== DATA FOR ANALYSIS ==
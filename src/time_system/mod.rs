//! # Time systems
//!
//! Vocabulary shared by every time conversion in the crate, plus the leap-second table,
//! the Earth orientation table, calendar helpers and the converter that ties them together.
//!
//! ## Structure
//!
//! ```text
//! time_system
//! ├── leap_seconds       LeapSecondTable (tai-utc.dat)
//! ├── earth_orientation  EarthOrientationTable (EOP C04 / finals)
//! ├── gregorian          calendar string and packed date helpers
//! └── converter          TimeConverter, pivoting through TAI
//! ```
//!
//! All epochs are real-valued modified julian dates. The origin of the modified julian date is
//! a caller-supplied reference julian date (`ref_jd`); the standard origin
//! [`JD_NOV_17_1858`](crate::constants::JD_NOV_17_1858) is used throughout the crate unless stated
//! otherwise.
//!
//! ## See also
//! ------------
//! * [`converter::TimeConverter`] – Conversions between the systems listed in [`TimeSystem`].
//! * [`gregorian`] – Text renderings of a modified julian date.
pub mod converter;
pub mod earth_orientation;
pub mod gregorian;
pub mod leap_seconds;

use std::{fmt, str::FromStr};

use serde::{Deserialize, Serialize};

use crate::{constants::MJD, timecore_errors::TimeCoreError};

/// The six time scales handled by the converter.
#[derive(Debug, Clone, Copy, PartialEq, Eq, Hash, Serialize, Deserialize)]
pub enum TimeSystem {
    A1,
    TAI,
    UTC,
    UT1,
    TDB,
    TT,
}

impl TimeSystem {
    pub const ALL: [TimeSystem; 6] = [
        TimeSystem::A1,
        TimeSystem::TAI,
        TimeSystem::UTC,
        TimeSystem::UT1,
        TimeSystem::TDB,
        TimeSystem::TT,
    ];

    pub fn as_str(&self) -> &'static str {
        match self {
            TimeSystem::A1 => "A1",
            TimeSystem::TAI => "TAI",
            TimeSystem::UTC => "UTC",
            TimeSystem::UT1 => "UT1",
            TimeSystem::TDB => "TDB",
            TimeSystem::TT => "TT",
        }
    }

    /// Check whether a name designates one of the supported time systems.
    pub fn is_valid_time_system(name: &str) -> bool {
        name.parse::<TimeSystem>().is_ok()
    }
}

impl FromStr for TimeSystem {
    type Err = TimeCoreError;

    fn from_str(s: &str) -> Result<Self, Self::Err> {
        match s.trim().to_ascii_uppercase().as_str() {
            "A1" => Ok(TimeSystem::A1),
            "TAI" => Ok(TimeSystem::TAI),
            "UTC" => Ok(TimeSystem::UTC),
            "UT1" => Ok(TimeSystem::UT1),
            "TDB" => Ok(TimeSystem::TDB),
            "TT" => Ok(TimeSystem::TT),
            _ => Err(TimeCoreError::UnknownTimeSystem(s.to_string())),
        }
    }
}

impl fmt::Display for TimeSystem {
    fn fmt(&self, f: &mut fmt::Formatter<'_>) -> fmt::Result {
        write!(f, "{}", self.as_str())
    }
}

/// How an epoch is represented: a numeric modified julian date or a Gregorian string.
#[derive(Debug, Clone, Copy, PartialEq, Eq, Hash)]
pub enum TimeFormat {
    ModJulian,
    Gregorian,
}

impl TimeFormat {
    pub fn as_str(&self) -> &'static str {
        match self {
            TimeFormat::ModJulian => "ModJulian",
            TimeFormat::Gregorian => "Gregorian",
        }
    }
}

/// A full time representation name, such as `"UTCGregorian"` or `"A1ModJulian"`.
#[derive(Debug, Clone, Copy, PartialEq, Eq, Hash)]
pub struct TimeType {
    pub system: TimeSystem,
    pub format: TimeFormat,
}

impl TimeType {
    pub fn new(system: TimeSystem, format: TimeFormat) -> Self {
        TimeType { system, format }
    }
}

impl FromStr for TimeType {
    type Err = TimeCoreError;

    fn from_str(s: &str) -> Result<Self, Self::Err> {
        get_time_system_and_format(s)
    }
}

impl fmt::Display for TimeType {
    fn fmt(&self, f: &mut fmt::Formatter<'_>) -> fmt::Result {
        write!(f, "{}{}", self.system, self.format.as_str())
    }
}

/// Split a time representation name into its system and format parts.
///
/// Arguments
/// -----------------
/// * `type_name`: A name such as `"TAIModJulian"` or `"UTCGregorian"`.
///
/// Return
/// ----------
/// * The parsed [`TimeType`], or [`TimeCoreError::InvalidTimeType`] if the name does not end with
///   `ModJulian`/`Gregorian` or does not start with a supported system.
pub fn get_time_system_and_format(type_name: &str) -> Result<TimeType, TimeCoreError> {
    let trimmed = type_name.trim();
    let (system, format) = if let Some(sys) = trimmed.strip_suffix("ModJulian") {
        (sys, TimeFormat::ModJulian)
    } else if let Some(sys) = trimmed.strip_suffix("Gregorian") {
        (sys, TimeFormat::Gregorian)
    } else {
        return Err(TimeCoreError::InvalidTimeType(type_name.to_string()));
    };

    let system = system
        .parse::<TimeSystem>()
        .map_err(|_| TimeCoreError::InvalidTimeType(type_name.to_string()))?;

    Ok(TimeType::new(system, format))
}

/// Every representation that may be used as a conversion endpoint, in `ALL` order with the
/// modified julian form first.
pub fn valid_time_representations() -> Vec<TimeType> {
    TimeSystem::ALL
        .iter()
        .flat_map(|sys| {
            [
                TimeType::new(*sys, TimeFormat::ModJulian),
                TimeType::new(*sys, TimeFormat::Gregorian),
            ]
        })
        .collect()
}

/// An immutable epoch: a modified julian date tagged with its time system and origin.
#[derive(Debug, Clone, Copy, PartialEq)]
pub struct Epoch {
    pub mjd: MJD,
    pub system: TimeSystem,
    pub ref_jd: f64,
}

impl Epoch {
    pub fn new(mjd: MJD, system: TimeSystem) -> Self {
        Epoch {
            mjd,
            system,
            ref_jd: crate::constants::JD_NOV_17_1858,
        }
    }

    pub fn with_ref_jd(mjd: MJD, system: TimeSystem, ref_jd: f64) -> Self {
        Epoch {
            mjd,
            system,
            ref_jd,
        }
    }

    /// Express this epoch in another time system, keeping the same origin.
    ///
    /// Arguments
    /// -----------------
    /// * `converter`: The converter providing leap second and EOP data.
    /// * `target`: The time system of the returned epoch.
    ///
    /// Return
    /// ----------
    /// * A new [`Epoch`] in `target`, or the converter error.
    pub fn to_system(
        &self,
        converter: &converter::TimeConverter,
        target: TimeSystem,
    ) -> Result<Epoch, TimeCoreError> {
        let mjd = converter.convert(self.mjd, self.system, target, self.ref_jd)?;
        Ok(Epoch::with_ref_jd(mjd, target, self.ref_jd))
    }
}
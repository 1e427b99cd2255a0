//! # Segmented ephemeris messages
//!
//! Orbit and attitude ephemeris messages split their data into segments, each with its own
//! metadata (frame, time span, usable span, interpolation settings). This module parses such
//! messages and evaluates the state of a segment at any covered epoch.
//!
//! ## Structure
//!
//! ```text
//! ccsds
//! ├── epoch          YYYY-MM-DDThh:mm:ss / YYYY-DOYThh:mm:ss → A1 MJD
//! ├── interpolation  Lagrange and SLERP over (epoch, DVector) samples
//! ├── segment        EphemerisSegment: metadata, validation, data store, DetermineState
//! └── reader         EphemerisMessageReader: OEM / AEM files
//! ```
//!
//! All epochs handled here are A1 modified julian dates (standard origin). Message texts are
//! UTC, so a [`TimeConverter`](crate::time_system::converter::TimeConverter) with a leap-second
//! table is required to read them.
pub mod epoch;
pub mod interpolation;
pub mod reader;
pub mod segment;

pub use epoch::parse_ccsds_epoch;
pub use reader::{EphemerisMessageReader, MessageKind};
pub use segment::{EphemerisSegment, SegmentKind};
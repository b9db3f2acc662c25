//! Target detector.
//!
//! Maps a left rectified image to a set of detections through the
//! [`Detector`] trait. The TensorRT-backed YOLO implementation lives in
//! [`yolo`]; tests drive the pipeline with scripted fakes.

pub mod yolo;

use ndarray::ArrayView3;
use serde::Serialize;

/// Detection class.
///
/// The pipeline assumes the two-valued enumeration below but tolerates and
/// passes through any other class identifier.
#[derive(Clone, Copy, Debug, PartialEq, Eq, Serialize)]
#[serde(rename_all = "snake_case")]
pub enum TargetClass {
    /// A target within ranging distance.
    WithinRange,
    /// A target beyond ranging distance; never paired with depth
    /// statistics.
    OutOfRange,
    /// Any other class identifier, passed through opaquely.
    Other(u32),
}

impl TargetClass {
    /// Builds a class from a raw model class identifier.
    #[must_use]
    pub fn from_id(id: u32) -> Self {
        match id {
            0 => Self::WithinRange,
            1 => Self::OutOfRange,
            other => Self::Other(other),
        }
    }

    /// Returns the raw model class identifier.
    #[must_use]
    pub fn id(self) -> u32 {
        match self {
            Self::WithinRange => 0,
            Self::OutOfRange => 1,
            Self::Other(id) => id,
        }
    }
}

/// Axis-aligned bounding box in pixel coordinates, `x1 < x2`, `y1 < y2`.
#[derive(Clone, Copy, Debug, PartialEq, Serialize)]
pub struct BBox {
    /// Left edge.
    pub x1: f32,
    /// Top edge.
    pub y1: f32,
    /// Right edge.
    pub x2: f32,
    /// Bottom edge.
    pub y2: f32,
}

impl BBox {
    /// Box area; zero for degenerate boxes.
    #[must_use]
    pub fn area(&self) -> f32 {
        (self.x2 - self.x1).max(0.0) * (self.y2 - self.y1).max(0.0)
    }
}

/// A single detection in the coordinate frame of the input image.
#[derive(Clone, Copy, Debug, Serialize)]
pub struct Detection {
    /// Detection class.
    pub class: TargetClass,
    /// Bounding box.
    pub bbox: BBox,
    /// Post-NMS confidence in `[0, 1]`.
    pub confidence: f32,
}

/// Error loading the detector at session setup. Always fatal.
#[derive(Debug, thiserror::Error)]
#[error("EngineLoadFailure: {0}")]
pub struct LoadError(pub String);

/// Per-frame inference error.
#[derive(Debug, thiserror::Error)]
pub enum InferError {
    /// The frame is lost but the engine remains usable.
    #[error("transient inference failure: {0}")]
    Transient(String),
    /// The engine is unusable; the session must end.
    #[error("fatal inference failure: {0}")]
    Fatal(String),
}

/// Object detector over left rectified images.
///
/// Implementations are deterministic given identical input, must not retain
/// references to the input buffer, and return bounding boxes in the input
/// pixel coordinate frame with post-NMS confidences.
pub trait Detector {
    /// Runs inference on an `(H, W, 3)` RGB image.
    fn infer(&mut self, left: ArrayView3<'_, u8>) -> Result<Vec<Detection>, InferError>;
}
===
* **WORK ORDER**:
Each line containing the word "them" must be pulled from the listing and copied.

* **WRITTEN SOLUTION**:
//! the Earth orientation table, calendar helpers and the converter that ties them together.
//! table is required to read them.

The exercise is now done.